__Task item__
After finding the line with "Some((end, _)) =>" in the entries below, retype exactly each line from there through the line with "software it describes.\n\", including that final line.

START Data listing

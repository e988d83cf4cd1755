//! Prompt construction and model-answer parsing.
//!
//! Page HTML is reduced to Markdown with `htmd` before it is sent to a model,
//! then clipped to a character budget. Model answers are expected to be a
//! single JSON object, optionally wrapped in a fenced code block.

use std::sync::LazyLock;

use regex::Regex;
use scraper::{Html, Selector};
use serde::Deserialize;
use tracing::debug;

use quickstart_shared::{QuickstartError, Result, ValidatedUrl};

/// Tags dropped during HTML → Markdown conversion.
const SKIP_TAGS: [&str; 8] = [
    "script", "style", "nav", "iframe", "noscript", "svg", "header", "footer",
];

/// Matches a fenced code block, capturing its body.
static FENCE_RE: LazyLock<Regex> = LazyLock::new(|| {
    Regex::new(r"(?s)```(?:json|JSON)?\s*(.*?)\s*```").expect("fence regex")
});

static BODY_SELECTOR: LazyLock<Selector> =
    LazyLock::new(|| Selector::parse("body").expect("body selector"));

/// Fields a model is asked to return.
#[derive(Debug, Clone, Default, PartialEq, Deserialize)]
pub struct ToolAnswer {
    #[serde(default)]
    pub tool_name: Option<String>,
    #[serde(default)]
    pub docker_run_command: Option<String>,
    #[serde(default)]
    pub docker_compose_snippet: Option<String>,
}

/// Convert page HTML into Markdown suitable for a prompt.
///
/// Falls back to the visible text of `<body>` if conversion fails.
pub fn page_to_markdown(html: &str) -> String {
    let converter = htmd::HtmlToMarkdown::builder()
        .skip_tags(SKIP_TAGS.to_vec())
        .build();

    match converter.convert(html) {
        Ok(markdown) => markdown.trim().to_string(),
        Err(e) => {
            debug!(error = %e, "htmd conversion failed, using body text");
            body_text(html)
        }
    }
}

/// Whitespace-normalized text content of `<body>`.
fn body_text(html: &str) -> String {
    let doc = Html::parse_document(html);
    doc.select(&BODY_SELECTOR)
        .next()
        .map(|body| body.text().collect::<Vec<_>>().join(" "))
        .unwrap_or_default()
        .split_whitespace()
        .collect::<Vec<_>>()
        .join(" ")
}

/// Clip `content` to at most `max_chars` characters.
///
/// Returns the clipped text and whether anything was removed.
pub fn truncate_chars(content: &str, max_chars: usize) -> (String, bool) {
    match content.char_indices().nth(max_chars) {
        Some((end, _)) => (
            format!("{}\n\n[... content truncated ...]", &content[..end]),
            true,
        ),
        None => (content.to_string(), false),
    }
}

/// Build the extraction prompt for a page.
pub fn build_prompt(url: &ValidatedUrl, page_markdown: &str) -> String {
    format!(
        "You are analysing a web page to help a developer run the software it describes.\n\
         Identify the primary tool or service documented on the page and how to start it with Docker.\n\
         \n\
         Respond with a single JSON object and nothing else, using exactly these keys:\n\
         - \"tool_name\": the tool's name, or null if the page does not describe a runnable tool\n\
         - \"docker_run_command\": one complete `docker run` command line, or null\n\
         - \"docker_compose_snippet\": a docker-compose YAML block for the tool, or null\n\
         \n\
         Only use commands and images that the page supports; do not invent image names.\n\
         \n\
         Page URL: {url}\n\
         \n\
         Page content:\n\
         {page_markdown}\n"
    )
}

/// Parse a model answer into a [`ToolAnswer`].
///
/// Accepts bare JSON, JSON inside a fenced block, or JSON surrounded by prose.
pub fn parse_answer(text: &str) -> Result<ToolAnswer> {
    let candidate = FENCE_RE
        .captures(text)
        .and_then(|caps| caps.get(1))
        .map(|m| m.as_str())
        .unwrap_or(text)
        .trim();

    if let Ok(answer) = serde_json::from_str::<ToolAnswer>(candidate) {
        return Ok(answer);
    }

    // Last resort: the outermost `{ ... }` span.
    let object = match (candidate.find('{'), candidate.rfind('}')) {
        (Some(start), Some(end)) if start < end => &candidate[start..=end],
        _ => {
            return Err(QuickstartError::extraction(format!(
                "model answer is not JSON: {}",
                preview(text)
            )));
        }
    };

    serde_json::from_str(object).map_err(|e| {
        QuickstartError::extraction(format!("malformed model answer ({e}): {}", preview(text)))
    })
}

/// First 200 characters of `text`, for error messages.
fn preview(text: &str) -> String {
    truncate_chars(text.trim(), 200).0
}
//! Append-only step trace for one pipeline run.

/// Ordered, human-readable log of what a run did.
///
/// One tracer belongs to exactly one run; it is never shared.
#[derive(Debug, Clone, Default)]
pub struct StepTracer {
    steps: Vec<String>,
}

impl StepTracer {
    pub fn new() -> Self {
        Self::default()
    }

    /// Append a step, preserving call order.
    pub fn record(&mut self, message: impl Into<String>) {
        self.steps.push(message.into());
    }

    /// Copy of the steps recorded so far.
    pub fn snapshot(&self) -> Vec<String> {
        self.steps.clone()
    }

    /// Consume the tracer, yielding its steps.
    pub fn into_steps(self) -> Vec<String> {
        self.steps
    }

    pub fn len(&self) -> usize {
        self.steps.len()
    }

    pub fn is_empty(&self) -> bool {
        self.steps.is_empty()
    }

    /// Most recent step.
    pub fn last(&self) -> Option<&str> {
        self.steps.last().map(String::as_str)
    }
}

END Data listing

__Output for this task__
        Some((end, _)) => (
            format!("{}\n\n[... content truncated ...]", &content[..end]),
            true,
        ),
        None => (content.to_string(), false),
    }
}

/// Build the extraction prompt for a page.
pub fn build_prompt(url: &ValidatedUrl, page_markdown: &str) -> String {
    format!(
        "You are analysing a web page to help a developer run the software it describes.\n\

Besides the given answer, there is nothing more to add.